■ EXERCISE INPUT ■
=====

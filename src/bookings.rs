use log::info;
use serde::Deserialize;
use sqlx::error::{DatabaseError, ErrorKind};
use sqlx::PgPool;
use time::{Date, Time};

use crate::error::{Error, Result};
use crate::listings;
use crate::models::{Actor, Booking, BookingStatus, Role};

#[derive(Debug, Clone, Deserialize)]
pub struct NewBooking {
    pub provider_id: i32,
    pub customer_id: i32,
    pub service_category: String,
    pub date: Date,
    pub time: Time,
    pub note: Option<String>,
}

/// Reserve a slot. The INSERT is the availability check: the partial unique
/// index over live bookings serializes concurrent reservations of the same
/// (provider, date, time), and the loser comes back as `SlotConflict`.
pub async fn create_booking(pool: &PgPool, new: NewBooking) -> Result<Booking> {
    if new.service_category.trim().is_empty() {
        return Err(Error::validation("service category must not be empty"));
    }
    listings::fetch_provider(pool, new.provider_id).await?;

    let booking = sqlx::query_as::<_, Booking>(
        "INSERT INTO bookings
             (provider_id, customer_id, service_category, booking_date, booking_time, status, note)
         VALUES ($1, $2, $3, $4, $5, 'pending', $6)
         RETURNING *",
    )
    .bind(new.provider_id)
    .bind(new.customer_id)
    .bind(&new.service_category)
    .bind(new.date)
    .bind(new.time)
    .bind(&new.note)
    .fetch_one(pool)
    .await
    .map_err(map_slot_conflict)?;

    info!(
        "customer {} booked provider {} on {} at {}",
        booking.customer_id, booking.provider_id, booking.booking_date, booking.booking_time
    );
    Ok(booking)
}

/// Who the actor is in relation to this booking. The role claim alone is not
/// enough: an owner must own the booking's provider, a customer must own the
/// booking itself.
pub fn effective_role(actor: Actor, customer_id: i32, provider_owner_id: i32) -> Result<Role> {
    match actor.role {
        Role::Admin => Ok(Role::Admin),
        Role::Owner if actor.id == provider_owner_id => Ok(Role::Owner),
        Role::Customer if actor.id == customer_id => Ok(Role::Customer),
        _ => Err(Error::Forbidden),
    }
}

/// The booking transition table. `completed` and `cancelled` are terminal
/// for everyone; customers may only cancel, owners and admins may set any
/// reachable status.
pub fn check_status_change(role: Role, from: BookingStatus, to: BookingStatus) -> Result<()> {
    if from.is_terminal() {
        return Err(Error::InvalidTransition {
            from: from.as_str(),
            to: to.as_str(),
        });
    }
    match role {
        Role::Customer if to == BookingStatus::Cancelled => Ok(()),
        Role::Customer => Err(Error::Forbidden),
        Role::Owner | Role::Admin => Ok(()),
    }
}

/// Date/time changes are reserved to the provider owner and admins, and a
/// closed booking keeps its slot history as-is.
pub fn check_reschedule(role: Role, status: BookingStatus) -> Result<()> {
    if role == Role::Customer {
        return Err(Error::Forbidden);
    }
    if status.is_terminal() {
        return Err(Error::InvalidTransition {
            from: status.as_str(),
            to: status.as_str(),
        });
    }
    Ok(())
}

pub async fn change_booking_status(
    pool: &PgPool,
    booking_id: i32,
    actor: Actor,
    new_status: BookingStatus,
) -> Result<Booking> {
    let booking = fetch_booking(pool, booking_id).await?;
    let provider = listings::fetch_provider(pool, booking.provider_id).await?;
    let role = effective_role(actor, booking.customer_id, provider.owner_id)?;
    let current = parse_status(&booking.status)?;
    check_status_change(role, current, new_status)?;

    let updated = sqlx::query_as::<_, Booking>(
        "UPDATE bookings SET status = $1, updated_at = now() WHERE id = $2 RETURNING *",
    )
    .bind(new_status.as_str())
    .bind(booking_id)
    .fetch_one(pool)
    .await?;

    info!(
        "booking {} moved from {} to {}",
        booking_id,
        current.as_str(),
        new_status.as_str()
    );
    Ok(updated)
}

/// Move a live booking to another slot. The UPDATE re-runs the exclusivity
/// check through the same unique index; the row never collides with its own
/// previous slot.
pub async fn reschedule_booking(
    pool: &PgPool,
    booking_id: i32,
    actor: Actor,
    date: Date,
    time: Time,
) -> Result<Booking> {
    let booking = fetch_booking(pool, booking_id).await?;
    let provider = listings::fetch_provider(pool, booking.provider_id).await?;
    let role = effective_role(actor, booking.customer_id, provider.owner_id)?;
    check_reschedule(role, parse_status(&booking.status)?)?;

    let updated = sqlx::query_as::<_, Booking>(
        "UPDATE bookings SET booking_date = $1, booking_time = $2, updated_at = now()
         WHERE id = $3 RETURNING *",
    )
    .bind(date)
    .bind(time)
    .bind(booking_id)
    .fetch_one(pool)
    .await
    .map_err(map_slot_conflict)?;

    info!("booking {} rescheduled to {} at {}", booking_id, date, time);
    Ok(updated)
}

pub async fn update_booking_note(
    pool: &PgPool,
    booking_id: i32,
    actor: Actor,
    note: Option<String>,
) -> Result<Booking> {
    let booking = fetch_booking(pool, booking_id).await?;
    let provider = listings::fetch_provider(pool, booking.provider_id).await?;
    let role = effective_role(actor, booking.customer_id, provider.owner_id)?;
    if role == Role::Customer {
        return Err(Error::Forbidden);
    }

    let updated = sqlx::query_as::<_, Booking>(
        "UPDATE bookings SET note = $1, updated_at = now() WHERE id = $2 RETURNING *",
    )
    .bind(&note)
    .bind(booking_id)
    .fetch_one(pool)
    .await?;

    Ok(updated)
}

pub async fn fetch_booking(pool: &PgPool, booking_id: i32) -> Result<Booking> {
    sqlx::query_as::<_, Booking>("SELECT * FROM bookings WHERE id = $1")
        .bind(booking_id)
        .fetch_optional(pool)
        .await?
        .ok_or(Error::NotFound)
}

fn parse_status(stored: &str) -> Result<BookingStatus> {
    BookingStatus::parse(stored)
        .ok_or_else(|| Error::validation(format!("unknown booking status `{stored}`")))
}

fn map_slot_conflict(err: sqlx::Error) -> Error {
    match err.as_database_error().map(DatabaseError::kind) {
        Some(ErrorKind::UniqueViolation) => Error::SlotConflict,
        _ => Error::from(err),
    }
}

=====

■ WHAT IS REQUIRED ■
Show every line from the entries above in which the word "admins" appears.

■ SOLUTION FOR THIS TASK ■
/// for everyone; customers may only cancel, owners and admins may set any
/// Date/time changes are reserved to the provider owner and admins, and a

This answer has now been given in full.